Today is Constitution Day in the U.S.A., although it was really "celebrated" on September 16. Here is a link to the official website, which includes profiles of Daniel Carroll and Thomas Fitzsimmons, the two Catholic signers of the Constitution. Carroll was the cousin of Charles Carroll of Carrolltown and brother of John Carroll, Jesuit priest (until the Society of Jesus was suppressed by the pope) and first Catholic bishop in the U.S.A. More about the Carroll family here:
Charles Carroll of Carrollton (1737-1832) was the most illustrious and best-known of the Carrolls. He was the only signer whose property — Carrollton — was mentioned in the Declaration of Independence. Carrollton was the 10,000-acre estate in Frederick County, Maryland, that Charles Carroll's father had given him on his return to America from his education in Europe.
At the time he signed the Declaration, it was against the law for a Catholic to hold public office or to vote. Although Maryland was founded by and for Catholics in 1634, in 1649 and, later, in 1689 after the Glorious Revolution placed severe restrictions on Catholics in England, the laws were changed in Maryland, and Catholicism was repressed. . . .
Daniel Carroll of Rock Creek (1730-1796) was a member of the Continental Congress (1781-1783), and a signer of the Articles of Confederation. He was a delegate to the Constitutional Convention and one of only two Catholic signers of the United States Constitution. (The other Catholic signer was Thomas Fitzsimons of Pennsylvania.) At the Constitutional Convention, Daniel Carroll played an essential role in formulating the limitation of the powers of the federal government. He was the author of the presumption — enshrined in the Constitution — that powers not specifically delegated to the federal government were reserved to the states or to the people.

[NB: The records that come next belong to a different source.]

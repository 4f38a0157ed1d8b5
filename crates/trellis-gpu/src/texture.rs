//! Sampled 2D textures uploaded through a staging buffer.

use std::sync::Arc;

use ash::vk;
use gpu_allocator::MemoryLocation;

use crate::command::{execute_single_time_commands, CommandPool};
use crate::context::GpuContext;
use crate::error::{GpuError, Result, VkResultExt};
use crate::memory::{create_image_view, GpuBuffer, GpuImage};

/// Upper bound on requested anisotropy; clamped further by the adapter limit.
const MAX_ANISOTROPY: f32 = 16.0;

/// A shader-readable RGBA texture with its view and sampler.
pub struct Texture {
    gpu: Arc<GpuContext>,
    sampler: vk::Sampler,
    view: vk::ImageView,
    image: GpuImage,
}

impl Texture {
    /// Upload tightly packed RGBA8 sRGB pixels.
    ///
    /// Blocks until the copy has completed on `queue`.
    pub fn from_rgba8(
        gpu: &Arc<GpuContext>,
        pool: &CommandPool,
        queue: vk::Queue,
        width: u32,
        height: u32,
        pixels: &[u8],
    ) -> Result<Self> {
        let expected = width as usize * height as usize * 4;
        if width == 0 || height == 0 || pixels.len() != expected {
            return Err(GpuError::InvalidState(format!(
                "Texture {width}x{height} needs {expected} bytes, got {}",
                pixels.len()
            )));
        }

        let staging = GpuBuffer::with_data(
            gpu,
            pixels,
            vk::BufferUsageFlags::TRANSFER_SRC,
            "texture_staging",
        )?;

        let format = vk::Format::R8G8B8A8_SRGB;
        let extent = vk::Extent3D {
            width,
            height,
            depth: 1,
        };
        let image_info = vk::ImageCreateInfo::default()
            .image_type(vk::ImageType::TYPE_2D)
            .format(format)
            .extent(extent)
            .mip_levels(1)
            .array_layers(1)
            .samples(vk::SampleCountFlags::TYPE_1)
            .tiling(vk::ImageTiling::OPTIMAL)
            .usage(vk::ImageUsageFlags::TRANSFER_DST | vk::ImageUsageFlags::SAMPLED)
            .sharing_mode(vk::SharingMode::EXCLUSIVE)
            .initial_layout(vk::ImageLayout::UNDEFINED);
        let image = GpuImage::new(gpu, &image_info, MemoryLocation::GpuOnly, "texture")?;

        execute_single_time_commands(gpu, pool, queue, |device, cmd| unsafe {
            transition_layout(
                device,
                cmd,
                image.handle(),
                vk::ImageLayout::UNDEFINED,
                vk::ImageLayout::TRANSFER_DST_OPTIMAL,
            );

            let region = vk::BufferImageCopy::default()
                .image_subresource(
                    vk::ImageSubresourceLayers::default()
                        .aspect_mask(vk::ImageAspectFlags::COLOR)
                        .mip_level(0)
                        .base_array_layer(0)
                        .layer_count(1),
                )
                .image_extent(extent);
            device.cmd_copy_buffer_to_image(
                cmd,
                staging.handle(),
                image.handle(),
                vk::ImageLayout::TRANSFER_DST_OPTIMAL,
                &[region],
            );

            transition_layout(
                device,
                cmd,
                image.handle(),
                vk::ImageLayout::TRANSFER_DST_OPTIMAL,
                vk::ImageLayout::SHADER_READ_ONLY_OPTIMAL,
            );
        })?;

        let view = unsafe {
            create_image_view(gpu.device(), image.handle(), format, vk::ImageAspectFlags::COLOR)
        }?;

        let anisotropy = gpu.adapter().max_sampler_anisotropy.min(MAX_ANISOTROPY);
        let sampler_info = vk::SamplerCreateInfo::default()
            .mag_filter(vk::Filter::LINEAR)
            .min_filter(vk::Filter::LINEAR)
            .address_mode_u(vk::SamplerAddressMode::REPEAT)
            .address_mode_v(vk::SamplerAddressMode::REPEAT)
            .address_mode_w(vk::SamplerAddressMode::REPEAT)
            .anisotropy_enable(true)
            .max_anisotropy(anisotropy)
            .border_color(vk::BorderColor::INT_OPAQUE_BLACK)
            .unnormalized_coordinates(false)
            .compare_enable(false)
            .mipmap_mode(vk::SamplerMipmapMode::LINEAR);

        let sampler = match unsafe { gpu.device().create_sampler(&sampler_info, None) }
            .check("vkCreateSampler")
        {
            Ok(sampler) => sampler,
            Err(e) => {
                unsafe { gpu.device().destroy_image_view(view, None) };
                return Err(e);
            }
        };

        tracing::debug!("Uploaded {width}x{height} texture");

        Ok(Self {
            gpu: gpu.clone(),
            sampler,
            view,
            image,
        })
    }

    /// Image view for sampling.
    pub fn view(&self) -> vk::ImageView {
        self.view
    }

    pub fn sampler(&self) -> vk::Sampler {
        self.sampler
    }

    pub fn extent(&self) -> vk::Extent3D {
        self.image.extent()
    }
}

impl Drop for Texture {
    fn drop(&mut self) {
        unsafe {
            self.gpu.device().destroy_sampler(self.sampler, None);
            self.gpu.device().destroy_image_view(self.view, None);
        }
    }
}

/// Record a colour image layout transition for the upload path.
unsafe fn transition_layout(
    device: &ash::Device,
    cmd: vk::CommandBuffer,
    image: vk::Image,
    old_layout: vk::ImageLayout,
    new_layout: vk::ImageLayout,
) {
    let (src_access, dst_access, src_stage, dst_stage) = match new_layout {
        vk::ImageLayout::TRANSFER_DST_OPTIMAL => (
            vk::AccessFlags::empty(),
            vk::AccessFlags::TRANSFER_WRITE,
            vk::PipelineStageFlags::TOP_OF_PIPE,
            vk::PipelineStageFlags::TRANSFER,
        ),
        _ => (
            vk::AccessFlags::TRANSFER_WRITE,
            vk::AccessFlags::SHADER_READ,
            vk::PipelineStageFlags::TRANSFER,
            vk::PipelineStageFlags::FRAGMENT_SHADER,
        ),
    };

    let barrier = vk::ImageMemoryBarrier::default()
        .old_layout(old_layout)
        .new_layout(new_layout)
        .src_queue_family_index(vk::QUEUE_FAMILY_IGNORED)
        .dst_queue_family_index(vk::QUEUE_FAMILY_IGNORED)
        .image(image)
        .subresource_range(
            vk::ImageSubresourceRange::default()
                .aspect_mask(vk::ImageAspectFlags::COLOR)
                .base_mip_level(0)
                .level_count(1)
                .base_array_layer(0)
                .layer_count(1),
        )
        .src_access_mask(src_access)
        .dst_access_mask(dst_access);

    unsafe {
        device.cmd_pipeline_barrier(
            cmd,
            src_stage,
            dst_stage,
            vk::DependencyFlags::empty(),
            &[],
            &[],
            &[barrier],
        );
    }
}

/// RGBA8 checkerboard of `size`x`size` pixels with square cells of `cell` pixels.
pub fn checkerboard(size: u32, cell: u32, light: [u8; 4], dark: [u8; 4]) -> Vec<u8> {
    let cell = cell.max(1);
    let mut pixels = Vec::with_capacity(size as usize * size as usize * 4);
    for y in 0..size {
        for x in 0..size {
            let texel = if ((x / cell) + (y / cell)) % 2 == 0 {
                light
            } else {
                dark
            };
            pixels.extend_from_slice(&texel);
        }
    }
    pixels
}

#[cfg(test)]
mod tests {
    use super::*;

    const WHITE: [u8; 4] = [255, 255, 255, 255];
    const BLACK: [u8; 4] = [0, 0, 0, 255];

    fn texel(pixels: &[u8], size: u32, x: u32, y: u32) -> [u8; 4] {
        let i = ((y * size + x) * 4) as usize;
        [pixels[i], pixels[i + 1], pixels[i + 2], pixels[i + 3]]
    }

    #[test]
    fn checkerboard_size() {
        assert_eq!(checkerboard(64, 8, WHITE, BLACK).len(), 64 * 64 * 4);
    }

    #[test]
    fn checkerboard_alternates_cells() {
        let pixels = checkerboard(8, 2, WHITE, BLACK);
        assert_eq!(texel(&pixels, 8, 0, 0), WHITE);
        assert_eq!(texel(&pixels, 8, 1, 1), WHITE);
        assert_eq!(texel(&pixels, 8, 2, 0), BLACK);
        assert_eq!(texel(&pixels, 8, 0, 2), BLACK);
        assert_eq!(texel(&pixels, 8, 2, 2), WHITE);
        assert_eq!(texel(&pixels, 8, 6, 4), BLACK);
    }

    #[test]
    fn zero_cell_size_is_treated_as_one() {
        let pixels = checkerboard(2, 0, WHITE, BLACK);
        assert_eq!(texel(&pixels, 2, 0, 0), WHITE);
        assert_eq!(texel(&pixels, 2, 1, 0), BLACK);
    }
}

Daniel Carroll later became a member of the first United States Congress (1789-1791). He was also a member of the first Senate of Maryland, where he served up to the time of his death. He was appointed by Washington as one of the first three commissioners of the new federal city that is now known as the District of Columbia. In today's terminology, he would have been considered the mayor of Washington, D.C.
John Carroll (1735-1815), Daniel Carroll's younger brother, was educated in Europe, joined the Jesuit order, and was ordained a priest. He founded a private school for boys and named it after the town where it was located, Georgetown, a port on the Potomac River that later became part of Washington, D.C. He went on to be elected — by all the Catholic priests in America — to become America's first Catholic bishop. He later became archbishop of Baltimore. In any procession of American bishops, the archbishop of Baltimore always goes last in recognition of its role as America's oldest diocese. In 1789, John Carroll founded the college in Georgetown that later became known as Georgetown University.
I mentioned the Carroll family attending the Catholic college in St. Omers founded by Father Robert Parsons in Supremacy and Survival: How Catholics Endured the English Reformation.
Finally, I want to report on a fascinating lecture I attended this week at Friends University here in Wichita. Friends U. is a Quaker university--they have a chorus called "The Singing Quakers". Anyway, the Garvey Institute of Law at Friends co-sponsored a Constitution Day Program Tuesday evening on "How much did Kansas Really Bleed? Kansas, the Constitution, and the Civil War in History and Today" with support from the Kansas Humanities Council. The speaker was Dr. Brian Craig Miller, Assistant Professor of History at Emporia State University. His talk was excellent, including opportunities for the audience to answer questions and discuss issues. One of our other universities and my alma mater will present a Constitution Day NEXT week. More details here.
Happy Constitution Day!
Oh, and the answer to the question "How much did Kansas Really Bleed?"--for all the exagerration of the newspapers back east at the time: not so much. Fifty-six (56) were killed during the Bleeding Kansas period from 1854 to 1861 (yes, 2011 is Kansas's sesquescentennial year!). During the Civil War, 20,097 Kansas men signed up for the Union Army--more than 8,000 were killed. Kansas always exceeded the quota for enlistment during the Civil War by two or three times.